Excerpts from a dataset
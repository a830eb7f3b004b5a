//! Error types and validation functions for the Q15 analysis core.
//!
//! Only configuration problems surface as errors from the analysis entry points.
//! Problems that originate in the *data* (short windows, constant signals,
//! saturation) are absorbed by the pipeline and reported through quality flags
//! on a well-formed result. The remaining variants are used by the auxiliary
//! helpers (regression, generators, reference estimators).

use thiserror::Error;

/// Error types for the fixed-point nonlinear dynamics core.
#[derive(Error, Debug, Clone, PartialEq)]
#[non_exhaustive]
pub enum NldError {
    /// A single configuration parameter is outside its documented range.
    #[error("Invalid parameter: {parameter} = {value}, expected {constraint}")]
    InvalidParameter {
        /// Parameter name
        parameter: String,
        /// Invalid value provided
        value: f64,
        /// Valid range or constraint description
        constraint: String,
    },

    /// Parameters are individually valid but inconsistent with each other.
    #[error("Invalid configuration: {reason}")]
    InvalidConfiguration {
        /// Description of the inconsistency
        reason: String,
    },

    /// Insufficient data for an auxiliary computation.
    #[error("Insufficient data: need at least {required} points, got {actual}")]
    InsufficientData {
        /// Minimum required data points
        required: usize,
        /// Actual number of data points provided
        actual: usize,
    },

    /// Numerical computation error in an auxiliary helper.
    #[error("Numerical computation failed: {reason}")]
    NumericalError {
        /// Detailed reason for numerical failure
        reason: String,
        /// Operation that failed
        operation: Option<String>,
    },
}

impl NldError {
    /// True for the configuration classes that the analysis API rejects up front.
    pub fn is_configuration_error(&self) -> bool {
        matches!(
            self,
            NldError::InvalidParameter { .. } | NldError::InvalidConfiguration { .. }
        )
    }
}

/// Result type for operations that may fail with [`NldError`].
pub type NldResult<T> = Result<T, NldError>;

/// Validates that a parameter is within expected bounds (inclusive).
///
/// # Example
/// ```rust
/// use nld_q15::errors::validate_parameter;
///
/// assert!(validate_parameter(0.7, 0.1, 0.95, "headroom").is_ok());
/// assert!(validate_parameter(1.5, 0.1, 0.95, "headroom").is_err());
/// ```
pub fn validate_parameter(value: f64, min: f64, max: f64, name: &str) -> NldResult<()> {
    if value.is_nan() {
        return Err(NldError::InvalidParameter {
            parameter: name.to_string(),
            value,
            constraint: "must not be NaN".to_string(),
        });
    }

    if min.is_nan() || max.is_nan() || min > max {
        return Err(NldError::InvalidConfiguration {
            reason: format!(
                "Invalid bounds for parameter {}: min={}, max={}",
                name, min, max
            ),
        });
    }

    if value < min || value > max {
        Err(NldError::InvalidParameter {
            parameter: name.to_string(),
            value,
            constraint: format!("[{}, {}]", min, max),
        })
    } else {
        Ok(())
    }
}

/// Validates an integer parameter against an inclusive range.
pub fn validate_range(value: usize, min: usize, max: usize, name: &str) -> NldResult<()> {
    if value < min || value > max {
        Err(NldError::InvalidParameter {
            parameter: name.to_string(),
            value: value as f64,
            constraint: format!("[{}, {}]", min, max),
        })
    } else {
        Ok(())
    }
}

/// Validates that data has sufficient length for an auxiliary computation.
pub fn validate_data_length<T>(data: &[T], min_required: usize) -> NldResult<()> {
    if data.len() < min_required {
        Err(NldError::InsufficientData {
            required: min_required,
            actual: data.len(),
        })
    } else {
        Ok(())
    }
}

/// Validates that all values in a slice are finite.
///
/// Returns on the first non-finite value, reporting its index.
pub fn validate_all_finite(data: &[f64], name: &str) -> NldResult<()> {
    if let Some((i, value)) = data.iter().enumerate().find(|(_, v)| !v.is_finite()) {
        return Err(NldError::NumericalError {
            reason: format!("{} contains non-finite value at index {}: {}", name, i, value),
            operation: None,
        });
    }
    Ok(())
}

#[cfg(test)]
mod tests {
    use super::*;

    #[test]
    fn test_validate_parameter_valid_range() {
        assert!(validate_parameter(0.5, 0.0, 1.0, "headroom").is_ok());
        assert!(validate_parameter(0.0, 0.0, 1.0, "headroom").is_ok());
        assert!(validate_parameter(1.0, 0.0, 1.0, "headroom").is_ok());
    }

    #[test]
    fn test_validate_parameter_out_of_range() {
        match validate_parameter(1.5, 0.0, 1.0, "headroom") {
            Err(NldError::InvalidParameter {
                parameter,
                value,
                constraint,
            }) => {
                assert_eq!(parameter, "headroom");
                assert_eq!(value, 1.5);
                assert_eq!(constraint, "[0, 1]");
            }
            other => panic!("Expected InvalidParameter, got {:?}", other),
        }
    }

    #[test]
    fn test_validate_parameter_nan_inputs() {
        assert!(matches!(
            validate_parameter(f64::NAN, 0.0, 1.0, "x"),
            Err(NldError::InvalidParameter { .. })
        ));
        assert!(matches!(
            validate_parameter(0.5, 1.0, 0.0, "x"),
            Err(NldError::InvalidConfiguration { .. })
        ));
    }

    #[test]
    fn test_validate_range() {
        assert!(validate_range(5, 2, 32, "embedding_dimension").is_ok());
        let err = validate_range(1, 2, 32, "embedding_dimension").unwrap_err();
        assert!(err.is_configuration_error());
        assert!(format!("{}", err).contains("embedding_dimension"));
    }

    #[test]
    fn test_validate_data_length_and_finite() {
        let data = vec![1.0, 2.0];
        assert!(matches!(
            validate_data_length(&data, 5),
            Err(NldError::InsufficientData {
                required: 5,
                actual: 2
            })
        ));
        assert!(validate_all_finite(&[1.0, 2.0], "ok").is_ok());
        let err = validate_all_finite(&[1.0, f64::NAN], "bad").unwrap_err();
        assert!(format!("{}", err).contains("index 1"));
        assert!(!err.is_configuration_error());
    }
}
impl CrossStageCoordinator {
    /// Coordinator averaging the bottleneck over `window` runs.
    pub fn new(quality_mode: QualityMode, window: usize) -> Self {
        Self {
            quality_mode,
            window: window.max(1),
            runs: VecDeque::new(),
            last_quality: [0.0; 4],
            bottleneck: None,
        }
    }

    /// Quality mode in effect.
    pub fn quality_mode(&self) -> QualityMode {
        self.quality_mode
    }

    /// Algorithm-specific reduction allowances.
    ///
    /// DFA averages many box fluctuations and tolerates thinning of the
    /// scales entering its final fit. The LyE slope is sensitive to every
    /// retained pair, so its aggregation is never reduced.
    pub fn optimize_for(&self, algorithm: Algorithm) -> OptimizationPlan {
        let allowances: [usize; 4] = match algorithm {
            Algorithm::Lyapunov => [1, 4, 2, 1],
            Algorithm::Dfa => [1, 4, 1, 2],
        };
        OptimizationPlan {
            algorithm,
            stages: PipelineStage::ALL
                .iter()
                .zip(allowances)
                .map(|(&stage, max_reduction)| StageOptimization {
                    stage,
                    max_reduction,
                })
                .collect(),
        }
    }

    /// Run `stages` in order over `signal`.
    ///
    /// Stops after the first stage that returns a neutral payload. Non-finite
    /// values in stage metrics and payloads are replaced by zero.
    pub fn process<K: StageKernel + ?Sized>(
        &mut self,
        signal: &[Q15],
        stages: &[PipelineStage],
        kernel: &K,
        scaling: &mut AdaptiveScalingEngine,
        monitor: &mut DynamicRangeMonitor,
    ) -> PipelineResult {
        let ids: Vec<&str> = stages.iter().map(|s| s.id()).collect();
        let strategy = scaling.scaling_strategy(&ids);
        let plan = self.optimize_for(kernel.algorithm());

        let mut ctx = StageContext {
            scaling,
            monitor,
            saturation: SaturationCounter::new(),
        };
        let mut payload = StagePayload::Samples(signal.to_vec());
        let mut per_stage_results = Vec::with_capacity(stages.len());
        let mut cumulative_scale = 1.0;
        // Raw samples enter at unit scale.
        let mut input_scale = 1.0;
        let mut timings = [Duration::ZERO; 4];

        for &stage in stages {
            let reduction_factor = self
                .quality_mode
                .reduction_factor()
                .min(plan.max_reduction(stage))
                .max(1);
            let aggressive = self.bottleneck == Some(stage)
                && self.quality_mode.allows_aggressive()
                && reduction_factor > 1;
            let quality_target = strategy
                .plan_for(stage.id())
                .map_or(self.quality_mode.quality_target(), |p| p.quality_target);
            let config = StageConfig {
                stage,
                input_scale,
                quality_target,
                aggressive,
                reduction_factor: if aggressive { reduction_factor } else { 1 },
            };

            let start = Instant::now();
            let outcome = kernel.execute(stage, payload, &config, &mut ctx);
            let elapsed = start.elapsed();
            timings[stage.index()] += elapsed;

            let (next, replaced) = outcome.payload.sanitize();
            if replaced > 0 {
                warn!(
                    "stage {}: replaced {} non-finite values with neutral zero",
                    stage.id(),
                    replaced
                );
            }
            let quality = finite_or_zero(outcome.quality).clamp(0.0, 1.0);
            let applied_scale = if outcome.applied_scale.is_finite() && outcome.applied_scale > 0.0
            {
                outcome.applied_scale
            } else {
                1.0
            };
            cumulative_scale *= applied_scale;
            input_scale = outcome
                .output_scale
                .filter(|s| s.is_finite() && *s > 0.0)
                .unwrap_or(input_scale * applied_scale);
            self.last_quality[stage.index()] = quality;

            let neutral = match next {
                StagePayload::Neutral(flag) => Some(flag),
                _ => None,
            };
            per_stage_results.push(StageResult {
                stage,
                quality,
                applied_scale,
                elapsed,
                aggressive,
                neutral,
            });
            payload = next;

            if let Some(flag) = neutral {
                debug!("pipeline stopped at {} with {:?}", stage.id(), flag);
                break;
            }
        }

        self.record_run(timings);

        PipelineResult {
            final_output: payload,
            stages_executed: per_stage_results.len(),
            per_stage_results,
            cumulative_scale,
            saturation: ctx.saturation,
        }
    }

    fn record_run(&mut self, timings: [Duration; 4]) {
        if self.runs.len() == self.window {
            self.runs.pop_front();
        }
        self.runs.push_back(timings);

        let totals = self.stage_totals();
        let bottleneck = PipelineStage::ALL
            .iter()
            .copied()
            .filter(|s| totals[s.index()] > Duration::ZERO)
            .max_by_key(|s| totals[s.index()]);
        if bottleneck != self.bottleneck {
            debug!("bottleneck stage {:?} -> {:?}", self.bottleneck, bottleneck);
            self.bottleneck = bottleneck;
        }
    }

    fn stage_totals(&self) -> [Duration; 4] {
        let mut totals = [Duration::ZERO; 4];
        for run in &self.runs {
            for (total, t) in totals.iter_mut().zip(run) {
                *total += *t;
            }
        }
        totals
    }

    /// Per-stage metrics and the current bottleneck.
    pub fn status(&self) -> CoordinatorStatus {
        let totals = self.stage_totals();
        let grand_total: f64 = totals.iter().map(|d| d.as_secs_f64()).sum();
        let runs = self.runs.len().max(1) as u32;
        let per_stage_metrics = PipelineStage::ALL
            .iter()
            .map(|&stage| {
                let total = totals[stage.index()];
                StageMetrics {
                    stage,
                    mean_time: total / runs,
                    time_share: if grand_total > 0.0 {
                        total.as_secs_f64() / grand_total
                    } else {
                        0.0
                    },
                    last_quality: self.last_quality[stage.index()],
                }
            })
            .collect();
        CoordinatorStatus {
            per_stage_metrics,
            current_bottleneck: self.bottleneck,
        }
    }

    /// Forget timing history and the bottleneck.
    pub fn reset(&mut self) {
        self.runs.clear();
        self.last_quality = [0.0; 4];
        self.bottleneck = None;
    }
}
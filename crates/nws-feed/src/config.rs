//! Configuration for the alerts-feed client.

use std::time::Duration;

/// The nationwide active-alerts endpoint.
pub const DEFAULT_ALERTS_URL: &str = "https://api.weather.gov/alerts/active";

/// Configuration for connecting to the alerts feed.
///
/// The feed requires a contact-identifying User-Agent; set one that points at
/// whoever operates this poller.
#[derive(Debug, Clone)]
pub struct NwsConfig {
    /// Active-alerts feed URL.
    pub alerts_url: String,
    /// Contact-identifying User-Agent sent on every request.
    pub user_agent: String,
    /// Per-request timeout.
    pub timeout: Duration,
}

impl NwsConfig {
    /// Create a new configuration with the given feed URL and User-Agent.
    pub fn new(alerts_url: impl Into<String>, user_agent: impl Into<String>) -> Self {
        Self {
            alerts_url: alerts_url.into(),
            user_agent: user_agent.into(),
            timeout: Duration::from_secs(20),
        }
    }
}

impl Default for NwsConfig {
    fn default() -> Self {
        Self::new(DEFAULT_ALERTS_URL, "alertcast/0.1 (contact: ops@example.com)")
    }
}

#[cfg(test)]
mod tests {
    use super::*;

    #[test]
    fn test_default_points_at_active_alerts() {
        let config = NwsConfig::default();
        assert_eq!(config.alerts_url, DEFAULT_ALERTS_URL);
        assert_eq!(config.timeout, Duration::from_secs(20));
    }
}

* What the task requires: Which lines of the records above contain the word "computation"? Report each one.

* Reply:
    /// Insufficient data for an auxiliary computation.
    /// Numerical computation error in an auxiliary helper.
    #[error("Numerical computation failed: {reason}")]
/// Validates that data has sufficient length for an auxiliary computation.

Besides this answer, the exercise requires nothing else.